(Records for this task)

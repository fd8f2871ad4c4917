//! Pure projections over a task snapshot.
//!
//! # Responsibility
//! - Derive list, matrix and dashboard data from `TaskStore::list()` output.
//!
//! # Invariants
//! - No storage access and no side effects; every call recomputes from the
//!   slice it is given.

pub mod filter;
pub mod matrix;
pub mod stats;
//! Role classification over untyped payloads
//!
//! A payload's role is decided purely by which fields are present and how
//! they are shaped; there is no explicit type tag on the wire. The predicates
//! here operate on raw `serde_json::Value`s so they can be applied before (and
//! independently of) building a typed variant.
//!
//! | field    | Request          | Notification     | Response                  |
//! |----------|------------------|------------------|---------------------------|
//! | version  | = schema version | = schema version | = schema version          |
//! | id       | positive integer | absent           | positive integer or absent|
//! | resource | non-empty string | non-empty string | absent                    |
//! | method   | non-empty string | non-empty string | absent                    |
//! | params   | object           | object           | absent                    |
//! | result   | absent           | absent           | exactly one of the two    |
//! | error    | absent           | absent           | `{code, message}`         |
//!
//! A key that is present with a JSON `null` counts as present.
//!
//! Non-object input yields `false` from every predicate.

use crate::error::ErrorValue;
use crate::types::{MessageType, SCHEMA_VERSION};
use serde_json::{Map, Value};

/// Check that a payload is a valid request
pub fn is_valid_request(payload: &Value) -> bool {
    payload.as_object().is_some_and(request_fields)
}

/// Check that a payload is a valid response
pub fn is_valid_response(payload: &Value) -> bool {
    payload.as_object().is_some_and(response_fields)
}

/// Check that a payload is a valid notification
pub fn is_valid_notification(payload: &Value) -> bool {
    payload.as_object().is_some_and(notification_fields)
}

pub(crate) fn request_fields(fields: &Map<String, Value>) -> bool {
    if fields.contains_key("error") || fields.contains_key("result") {
        return false;
    }
    has_schema_version(fields)
        && fields.get("id").is_some_and(is_positive_integer)
        && fields.get("resource").is_some_and(is_non_empty_string)
        && fields.get("method").is_some_and(is_non_empty_string)
        && fields.get("params").is_some_and(Value::is_object)
}

pub(crate) fn response_fields(fields: &Map<String, Value>) -> bool {
    if fields.contains_key("method")
        || fields.contains_key("resource")
        || fields.contains_key("params")
    {
        return false;
    }
    if let Some(id) = fields.get("id") {
        if !is_positive_integer(id) {
            return false;
        }
    }
    if !has_schema_version(fields) {
        return false;
    }
    match (fields.get("result"), fields.get("error")) {
        (Some(_), None) => true,
        (None, Some(error)) => ErrorValue::from_json(error).is_some(),
        _ => false,
    }
}

pub(crate) fn notification_fields(fields: &Map<String, Value>) -> bool {
    if fields.contains_key("error") || fields.contains_key("result") || fields.contains_key("id")
    {
        return false;
    }
    has_schema_version(fields)
        && fields.get("resource").is_some_and(is_non_empty_string)
        && fields.get("method").is_some_and(is_non_empty_string)
        && fields.get("params").is_some_and(Value::is_object)
}

/// True when the payload satisfies any of the three role predicates
pub fn has_valid_syntax(payload: &Value) -> bool {
    is_valid_request(payload) || is_valid_response(payload) || is_valid_notification(payload)
}

/// Classify a payload
///
/// Predicates are tested in the order Request, Response, Notification and the
/// first match wins. Returns `None` for payloads that match no role.
///
/// ```rust
/// use jrmsg_core::{classify, MessageType, SCHEMA_VERSION};
/// use serde_json::json;
///
/// let payload = json!({"version": SCHEMA_VERSION, "id": 1, "result": "x"});
/// assert_eq!(classify::get_type(&payload), Some(MessageType::Response));
/// assert_eq!(classify::get_type(&json!({"incorrect": "string"})), None);
/// ```
pub fn get_type(payload: &Value) -> Option<MessageType> {
    if is_valid_request(payload) {
        Some(MessageType::Request)
    } else if is_valid_response(payload) {
        Some(MessageType::Response)
    } else if is_valid_notification(payload) {
        Some(MessageType::Notification)
    } else {
        None
    }
}

fn has_schema_version(fields: &Map<String, Value>) -> bool {
    fields.get("version").and_then(Value::as_str) == Some(SCHEMA_VERSION)
}

pub(crate) fn is_positive_integer(value: &Value) -> bool {
    value.as_u64().is_some_and(|n| n > 0)
}

pub(crate) fn is_non_empty_string(value: &Value) -> bool {
    value.as_str().is_some_and(|s| !s.is_empty())
}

(End Records for this task)

### How to complete this task
Please return the data above in full, without altering a single line.

### Exercise solution
repository fd8f2871ad4c4917
//! Pure projections over a task snapshot.
//!
//! # Responsibility
//! - Derive list, matrix and dashboard data from `TaskStore::list()` output.
//!
//! # Invariants
//! - No storage access and no side effects; every call recomputes from the
//!   slice it is given.

pub mod filter;
pub mod matrix;
pub mod stats;
//! Role classification over untyped payloads
//!
//! A payload's role is decided purely by which fields are present and how
//! they are shaped; there is no explicit type tag on the wire. The predicates
//! here operate on raw `serde_json::Value`s so they can be applied before (and
//! independently of) building a typed variant.
//!
//! | field    | Request          | Notification     | Response                  |
//! |----------|------------------|------------------|---------------------------|
//! | version  | = schema version | = schema version | = schema version          |
//! | id       | positive integer | absent           | positive integer or absent|
//! | resource | non-empty string | non-empty string | absent                    |
//! | method   | non-empty string | non-empty string | absent                    |
//! | params   | object           | object           | absent                    |
//! | result   | absent           | absent           | exactly one of the two    |
//! | error    | absent           | absent           | `{code, message}`         |
//!
//! A key that is present with a JSON `null` counts as present.
//!
//! Non-object input yields `false` from every predicate.

use crate::error::ErrorValue;
use crate::types::{MessageType, SCHEMA_VERSION};
use serde_json::{Map, Value};

/// Check that a payload is a valid request
pub fn is_valid_request(payload: &Value) -> bool {
    payload.as_object().is_some_and(request_fields)
}

/// Check that a payload is a valid response
pub fn is_valid_response(payload: &Value) -> bool {
    payload.as_object().is_some_and(response_fields)
}

/// Check that a payload is a valid notification
pub fn is_valid_notification(payload: &Value) -> bool {
    payload.as_object().is_some_and(notification_fields)
}

pub(crate) fn request_fields(fields: &Map<String, Value>) -> bool {
    if fields.contains_key("error") || fields.contains_key("result") {
        return false;
    }
    has_schema_version(fields)
        && fields.get("id").is_some_and(is_positive_integer)
        && fields.get("resource").is_some_and(is_non_empty_string)
        && fields.get("method").is_some_and(is_non_empty_string)
        && fields.get("params").is_some_and(Value::is_object)
}

pub(crate) fn response_fields(fields: &Map<String, Value>) -> bool {
    if fields.contains_key("method")
        || fields.contains_key("resource")
        || fields.contains_key("params")
    {
        return false;
    }
    if let Some(id) = fields.get("id") {
        if !is_positive_integer(id) {
            return false;
        }
    }
    if !has_schema_version(fields) {
        return false;
    }
    match (fields.get("result"), fields.get("error")) {
        (Some(_), None) => true,
        (None, Some(error)) => ErrorValue::from_json(error).is_some(),
        _ => false,
    }
}

pub(crate) fn notification_fields(fields: &Map<String, Value>) -> bool {
    if fields.contains_key("error") || fields.contains_key("result") || fields.contains_key("id")
    {
        return false;
    }
    has_schema_version(fields)
        && fields.get("resource").is_some_and(is_non_empty_string)
        && fields.get("method").is_some_and(is_non_empty_string)
        && fields.get("params").is_some_and(Value::is_object)
}

/// True when the payload satisfies any of the three role predicates
pub fn has_valid_syntax(payload: &Value) -> bool {
    is_valid_request(payload) || is_valid_response(payload) || is_valid_notification(payload)
}

/// Classify a payload
///
/// Predicates are tested in the order Request, Response, Notification and the
/// first match wins. Returns `None` for payloads that match no role.
///
/// ```rust
/// use jrmsg_core::{classify, MessageType, SCHEMA_VERSION};
/// use serde_json::json;
///
/// let payload = json!({"version": SCHEMA_VERSION, "id": 1, "result": "x"});
/// assert_eq!(classify::get_type(&payload), Some(MessageType::Response));
/// assert_eq!(classify::get_type(&json!({"incorrect": "string"})), None);
/// ```
pub fn get_type(payload: &Value) -> Option<MessageType> {
    if is_valid_request(payload) {
        Some(MessageType::Request)
    } else if is_valid_response(payload) {
        Some(MessageType::Response)
    } else if is_valid_notification(payload) {
        Some(MessageType::Notification)
    } else {
        None
    }
}

fn has_schema_version(fields: &Map<String, Value>) -> bool {
    fields.get("version").and_then(Value::as_str) == Some(SCHEMA_VERSION)
}

pub(crate) fn is_positive_integer(value: &Value) -> bool {
    value.as_u64().is_some_and(|n| n > 0)
}

pub(crate) fn is_non_empty_string(value: &Value) -> bool {
    value.as_str().is_some_and(|s| !s.is_empty())
}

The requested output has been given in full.